Tendring Topics……..on Line
Making Sure of your Vote
Have you received the official envelope containing your Electoral Registration Form yet? If not, you should be receiving it shortly. Should you not receive it, contact your local Electoral Registration Office. For Tendring residents that’s Westleigh House, Carnarvon Road, Clacton-on-Sea, CO15 6QF, Tel. 01255 686586. Some Clactonians may remember it as having been my office, as the town’s Housing Manager, prior to 1974!
We receive this form annually, but this year it is doubly important that every householder should read it and carry out its instructions. Next year there will be a parliamentary general election. As a result of the recent expenses scandal an unusually large number of sitting MPs will not be contesting this election. This gives us an unprecedented and probably not-to-be repeated opportunity to fill the chamber with new faces. It is by securing and using our right to vote that we can ensure that our representative is one we can trust to make his or her voice and vote used responsibly on our behalf and on behalf of the whole nation.
Read and respond to the Electoral Registration Form to make sure that your name, and those of eligible members of your household, is on the Electoral Register. You don’t bother to vote, so why bother to register? It’s your privilege to refrain from voting if you wish to. Don’t complain though if your indifference helps to set the scene for the advent of a 21st Century Hitler, Stalin or Mussolini who’ll make sure that you never vote again except, of course, for his approved candidates.

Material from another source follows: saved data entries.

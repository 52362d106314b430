use anyhow::{Context, Result};
use serde::{Deserialize, Serialize};
use std::{path::PathBuf, str::FromStr, time::Duration};

#[derive(Debug, Clone, Deserialize, Serialize)]
pub struct Config {
    // Discord
    pub discord_token: String,
    pub guild_id: Option<u64>, // Para comandos de desarrollo

    // Audio
    pub default_volume: f32,
    pub max_queue_size: usize,
    pub max_playlist_size: usize,

    // Binarios externos
    pub ffmpeg_path: PathBuf,
    pub ytdlp_path: PathBuf,
    pub ffprobe_path: PathBuf,

    // Tiempos (segundos salvo indicación)
    pub idle_timeout: u64,
    pub idle_sweep_interval: u64,
    pub completion_timeout: u64,
    pub completion_capacity: usize,
    pub teardown_grace_ms: u64,

    // Rendimiento
    pub worker_threads: usize,
}

impl Config {
    pub fn load() -> Result<Self> {
        dotenvy::dotenv().ok();
        Self::from_lookup(|key| std::env::var(key).ok())
    }

    /// Construye la configuración a partir de una función de búsqueda de variables
    pub fn from_lookup(lookup: impl Fn(&str) -> Option<String>) -> Result<Self> {
        let defaults = Self::default();
        let var = |key: &str| lookup(key).filter(|v| !v.trim().is_empty());

        let config = Self {
            discord_token: var("DISCORD_TOKEN").context("DISCORD_TOKEN no está definido")?,
            guild_id: var("GUILD_ID").and_then(|s| s.trim().parse().ok()),

            default_volume: parse_or(var("DEFAULT_VOLUME"), "DEFAULT_VOLUME", defaults.default_volume)?,
            max_queue_size: parse_or(var("MAX_QUEUE_SIZE"), "MAX_QUEUE_SIZE", defaults.max_queue_size)?,
            max_playlist_size: parse_or(
                var("MAX_PLAYLIST_SIZE"),
                "MAX_PLAYLIST_SIZE",
                defaults.max_playlist_size,
            )?,

            ffmpeg_path: var("FFMPEG_PATH").map_or(defaults.ffmpeg_path, PathBuf::from),
            ytdlp_path: var("YTDLP_PATH").map_or(defaults.ytdlp_path, PathBuf::from),
            ffprobe_path: var("FFPROBE_PATH").map_or(defaults.ffprobe_path, PathBuf::from),

            idle_timeout: parse_or(var("IDLE_TIMEOUT"), "IDLE_TIMEOUT", defaults.idle_timeout)?,
            idle_sweep_interval: parse_or(
                var("IDLE_SWEEP_INTERVAL"),
                "IDLE_SWEEP_INTERVAL",
                defaults.idle_sweep_interval,
            )?,
            completion_timeout: parse_or(
                var("COMPLETION_TIMEOUT"),
                "COMPLETION_TIMEOUT",
                defaults.completion_timeout,
            )?,
            completion_capacity: parse_or(
                var("COMPLETION_CAPACITY"),
                "COMPLETION_CAPACITY",
                defaults.completion_capacity,
            )?,
            teardown_grace_ms: parse_or(
                var("TEARDOWN_GRACE_MS"),
                "TEARDOWN_GRACE_MS",
                defaults.teardown_grace_ms,
            )?,

            worker_threads: parse_or(var("WORKER_THREADS"), "WORKER_THREADS", defaults.worker_threads)?,
        };

        config.validate()?;
        Ok(config)
    }

    /// Validates configuration values for correctness.
    ///
    /// - Volume must be between 0.0 and 2.0
    /// - Queue, playlist and channel sizes must be greater than 0
    /// - The idle sweep and completion timeout must be at least one second
    pub fn validate(&self) -> Result<()> {
        if !(0.0..=2.0).contains(&self.default_volume) {
            anyhow::bail!("Default volume must be between 0.0 and 2.0, got: {}", self.default_volume);
        }

        if self.max_queue_size == 0 {
            anyhow::bail!("Max queue size must be greater than 0");
        }

        if self.max_playlist_size == 0 {
            anyhow::bail!("Max playlist size must be greater than 0");
        }

        if self.completion_capacity == 0 {
            anyhow::bail!("Completion capacity must be greater than 0");
        }

        if self.idle_sweep_interval == 0 {
            anyhow::bail!("Idle sweep interval must be at least 1 second");
        }

        if self.completion_timeout == 0 {
            anyhow::bail!("Completion timeout must be at least 1 second");
        }

        if self.worker_threads == 0 {
            anyhow::bail!("Worker threads must be greater than 0");
        }

        Ok(())
    }

    pub fn idle_sweep_interval(&self) -> Duration {
        Duration::from_secs(self.idle_sweep_interval)
    }

    pub fn completion_timeout(&self) -> Duration {
        Duration::from_secs(self.completion_timeout)
    }

    pub fn teardown_grace(&self) -> Duration {
        Duration::from_millis(self.teardown_grace_ms)
    }

    /// Returns a summary of the current configuration for logging, without the token.
    pub fn summary(&self) -> String {
        format!(
            "Config Summary:\n  \
            Discord: commands {}\n  \
            Audio: {}% vol, {} queue, {} playlist\n  \
            Binaries: ffmpeg={}, yt-dlp={}, ffprobe={}\n  \
            Idle: {}s timeout, sweep every {}s\n  \
            Completion: {}s timeout, {} slots, {}ms teardown grace\n  \
            Runtime: {} workers",
            self.guild_id.map_or("global".to_string(), |id| format!("guild {id}")),
            (self.default_volume * 100.0) as u32,
            self.max_queue_size,
            self.max_playlist_size,
            self.ffmpeg_path.display(),
            self.ytdlp_path.display(),
            self.ffprobe_path.display(),
            self.idle_timeout,
            self.idle_sweep_interval,
            self.completion_timeout,
            self.completion_capacity,
            self.teardown_grace_ms,
            self.worker_threads,
        )
    }
}

fn parse_or<T>(raw: Option<String>, key: &str, default: T) -> Result<T>
where
    T: FromStr,
    T::Err: std::fmt::Display,
{
    match raw {
        Some(value) => value
            .trim()
            .parse()
            .map_err(|e| anyhow::anyhow!("{key} inválido '{value}': {e}")),
        None => Ok(default),
    }
}

/// Default configuration values.
///
/// Used as fallbacks when environment variables are not provided.
impl Default for Config {
    fn default() -> Self {
        Self {
            // Discord (no defaults - must be provided)
            discord_token: String::new(),
            guild_id: None,

            default_volume: 1.0,
            max_queue_size: 1000,
            max_playlist_size: 100,

            ffmpeg_path: "ffmpeg".into(),
            ytdlp_path: "yt-dlp".into(),
            ffprobe_path: "ffprobe".into(),

            idle_timeout: 180,
            idle_sweep_interval: 30,
            completion_timeout: 30,
            completion_capacity: 64,
            teardown_grace_ms: 2000,

            worker_threads: num_cpus::get(),
        }
    }
}

#[cfg(test)]
mod tests {
    use super::*;
    use std::collections::HashMap;

    fn load(vars: &[(&str, &str)]) -> Result<Config> {
        let vars: HashMap<String, String> = vars
            .iter()
            .map(|(k, v)| (k.to_string(), v.to_string()))
            .collect();
        Config::from_lookup(|key| vars.get(key).cloned())
    }

    #[test]
    fn test_defaults_apply() {
        let config = load(&[("DISCORD_TOKEN", "token")]).unwrap();
        assert_eq!(config.idle_timeout, 180);
        assert_eq!(config.idle_sweep_interval(), Duration::from_secs(30));
        assert_eq!(config.completion_timeout(), Duration::from_secs(30));
        assert_eq!(config.teardown_grace(), Duration::from_secs(2));
        assert_eq!(config.default_volume, 1.0);
        assert_eq!(config.ffmpeg_path, PathBuf::from("ffmpeg"));
        assert!(!config.summary().contains("token"));
    }

    #[test]
    fn test_token_is_required() {
        assert!(load(&[]).is_err());
        assert!(load(&[("DISCORD_TOKEN", "  ")]).is_err());
    }

    #[test]
    fn test_overrides_and_validation() {
        let config = load(&[
            ("DISCORD_TOKEN", "t"),
            ("GUILD_ID", "1234"),
            ("IDLE_TIMEOUT", "0"),
            ("FFMPEG_PATH", "/usr/local/bin/ffmpeg"),
        ])
        .unwrap();
        assert_eq!(config.guild_id, Some(1234));
        assert_eq!(config.idle_timeout, 0);
        assert_eq!(config.ffmpeg_path, PathBuf::from("/usr/local/bin/ffmpeg"));

        assert!(load(&[("DISCORD_TOKEN", "t"), ("DEFAULT_VOLUME", "3.5")]).is_err());
        assert!(load(&[("DISCORD_TOKEN", "t"), ("IDLE_TIMEOUT", "-1")]).is_err());
        assert!(load(&[("DISCORD_TOKEN", "t"), ("IDLE_SWEEP_INTERVAL", "0")]).is_err());
    }
}
use serenity::{
    all::ButtonStyle,
    builder::{CreateActionRow, CreateButton},
};

use crate::audio::queue::QueuePage;

/// IDs personalizados para los botones
pub mod button_ids {
    pub const PREVIOUS: &str = "music_prev";
    pub const PLAY_PAUSE: &str = "music_play_pause";
    pub const SKIP: &str = "music_skip";
    pub const STOP: &str = "music_stop";
    pub const REWIND: &str = "music_rewind";
    pub const FORWARD: &str = "music_forward";
    pub const VOLUME_DOWN: &str = "music_volume_down";
    pub const VOLUME_UP: &str = "music_volume_up";
    pub const LOOP_TRACK: &str = "music_loop";
    pub const SHUFFLE: &str = "music_shuffle";
    pub const BASS_BOOST: &str = "music_bass_boost";
    pub const QUEUE: &str = "music_queue";

    /// Prefijo de paginación; el número de página va después de `:`
    pub const QUEUE_PAGE_PREFIX: &str = "queue_page";
}

/// Segundos que mueven los botones de rebobinar/adelantar
pub const SEEK_STEP_SECS: f64 = 10.0;
/// Paso de los botones de volumen
pub const VOLUME_STEP: f32 = 0.1;

/// Acción asociada a un botón del reproductor
#[derive(Debug, Clone, Copy, PartialEq)]
pub enum ButtonAction {
    Previous,
    PlayPause,
    Skip,
    Stop,
    Seek(f64),
    Volume(f32),
    Loop,
    Shuffle,
    BassBoost,
    Queue,
    QueuePage(usize),
}

impl ButtonAction {
    pub fn parse(custom_id: &str) -> Option<Self> {
        let action = match custom_id {
            button_ids::PREVIOUS => Self::Previous,
            button_ids::PLAY_PAUSE => Self::PlayPause,
            button_ids::SKIP => Self::Skip,
            button_ids::STOP => Self::Stop,
            button_ids::REWIND => Self::Seek(-SEEK_STEP_SECS),
            button_ids::FORWARD => Self::Seek(SEEK_STEP_SECS),
            button_ids::VOLUME_DOWN => Self::Volume(-VOLUME_STEP),
            button_ids::VOLUME_UP => Self::Volume(VOLUME_STEP),
            button_ids::LOOP_TRACK => Self::Loop,
            button_ids::SHUFFLE => Self::Shuffle,
            button_ids::BASS_BOOST => Self::BassBoost,
            button_ids::QUEUE => Self::Queue,
            other => {
                let (prefix, page) = other.split_once(':')?;
                if prefix != button_ids::QUEUE_PAGE_PREFIX {
                    return None;
                }
                Self::QueuePage(page.parse().ok().filter(|p| *p > 0)?)
            }
        };
        Some(action)
    }
}

/// Estado que se refleja en el estilo de los botones
#[derive(Debug, Clone, Copy, Default, PartialEq, Eq)]
pub struct ControlsState {
    pub paused: bool,
    pub looping: bool,
    pub shuffle: bool,
    pub bass_boost: bool,
}

fn toggle_style(enabled: bool) -> ButtonStyle {
    if enabled {
        ButtonStyle::Success
    } else {
        ButtonStyle::Secondary
    }
}

/// Crea los controles principales del reproductor
pub fn create_player_controls(state: ControlsState) -> Vec<CreateActionRow> {
    let play_pause_emoji = if state.paused { '▶' } else { '⏸' };

    let row1 = CreateActionRow::Buttons(vec![
        CreateButton::new(button_ids::PREVIOUS)
            .emoji('⏮')
            .style(ButtonStyle::Secondary),
        CreateButton::new(button_ids::PLAY_PAUSE)
            .emoji(play_pause_emoji)
            .style(ButtonStyle::Primary),
        CreateButton::new(button_ids::SKIP)
            .emoji('⏭')
            .style(ButtonStyle::Secondary),
        CreateButton::new(button_ids::STOP)
            .emoji('⏹')
            .style(ButtonStyle::Danger),
    ]);

    let row2 = CreateActionRow::Buttons(vec![
        CreateButton::new(button_ids::REWIND)
            .label("-10s")
            .emoji('⏪')
            .style(ButtonStyle::Secondary),
        CreateButton::new(button_ids::FORWARD)
            .label("+10s")
            .emoji('⏩')
            .style(ButtonStyle::Secondary),
        CreateButton::new(button_ids::VOLUME_DOWN)
            .emoji('🔉')
            .style(ButtonStyle::Secondary),
        CreateButton::new(button_ids::VOLUME_UP)
            .emoji('🔊')
            .style(ButtonStyle::Secondary),
    ]);

    let row3 = CreateActionRow::Buttons(vec![
        CreateButton::new(button_ids::LOOP_TRACK)
            .emoji('🔂')
            .style(toggle_style(state.looping)),
        CreateButton::new(button_ids::SHUFFLE)
            .emoji('🔀')
            .style(toggle_style(state.shuffle)),
        CreateButton::new(button_ids::BASS_BOOST)
            .label("Bass")
            .emoji('🎛')
            .style(toggle_style(state.bass_boost)),
        CreateButton::new(button_ids::QUEUE)
            .label("Cola")
            .emoji('📋')
            .style(ButtonStyle::Secondary),
    ]);

    vec![row1, row2, row3]
}

pub fn queue_page_id(page: usize) -> String {
    format!("{}:{}", button_ids::QUEUE_PAGE_PREFIX, page)
}

/// Crea controles de paginación para la cola
pub fn create_pagination_controls(page: &QueuePage) -> CreateActionRow {
    let current = page.current_page.max(1);
    let total = page.total_pages.max(1);

    let prev_btn = CreateButton::new(queue_page_id(current.saturating_sub(1).max(1)))
        .emoji('◀')
        .style(ButtonStyle::Primary)
        .disabled(current <= 1);

    let next_btn = CreateButton::new(queue_page_id((current + 1).min(total)))
        .emoji('▶')
        .style(ButtonStyle::Primary)
        .disabled(current >= total);

    CreateActionRow::Buttons(vec![prev_btn, next_btn])
}

#[cfg(test)]
mod tests {
    use super::*;
    use pretty_assertions::assert_eq;

    #[test]
    fn test_parse_player_buttons() {
        assert_eq!(ButtonAction::parse(button_ids::SKIP), Some(ButtonAction::Skip));
        assert_eq!(
            ButtonAction::parse(button_ids::REWIND),
            Some(ButtonAction::Seek(-10.0))
        );
        assert_eq!(
            ButtonAction::parse(button_ids::VOLUME_UP),
            Some(ButtonAction::Volume(0.1))
        );
        assert_eq!(ButtonAction::parse("close"), None);
    }

    #[test]
    fn test_parse_queue_pages() {
        assert_eq!(
            ButtonAction::parse(&queue_page_id(3)),
            Some(ButtonAction::QueuePage(3))
        );
        assert_eq!(ButtonAction::parse("queue_page:0"), None);
        assert_eq!(ButtonAction::parse("queue_page:x"), None);
        assert_eq!(ButtonAction::parse("other:2"), None);
    }
}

Responding to the Electoral Registration Form has never been difficult but the current form is the easiest ever! If, as in my case, your household is exactly the same as it was last year (no-one has achieved the age of 16, no-one has moved in, moved out or died) you don’t have to fill it in at all. You can register by Freephone, by internet on the registration website, or by text message. Straightforward easy-to-follow instructions are given (believe me, if it is possible to misinterpret instructions I’ll manage it!). I responded by text message and, within minutes, received a return text confirming that I had been registered.
If there is an alteration simply cross out the name of whoever has died or moved away, and enter that of anyone who has moved in or achieved the age of 16, sign the form, slip it in the envelope provided, and drop it into the nearest post box. Why 16 when the eligible age for voting is 18? Simply to make sure that 16 and 17 year olds will be able to vote in any election that occurs after their 18th birthday. On the form there’s a special place for their names and dates of birth to be entered.
Political Tactics
I have been involved in the local government service for the greater part of my life. Throughout those years local government has degenerated from a proud and largely independent provider of most of the services that make for civilised life, to a mere ‘facilitator’ of just a few of those services, always kept on a tight rein by increasingly dictatorial central governments.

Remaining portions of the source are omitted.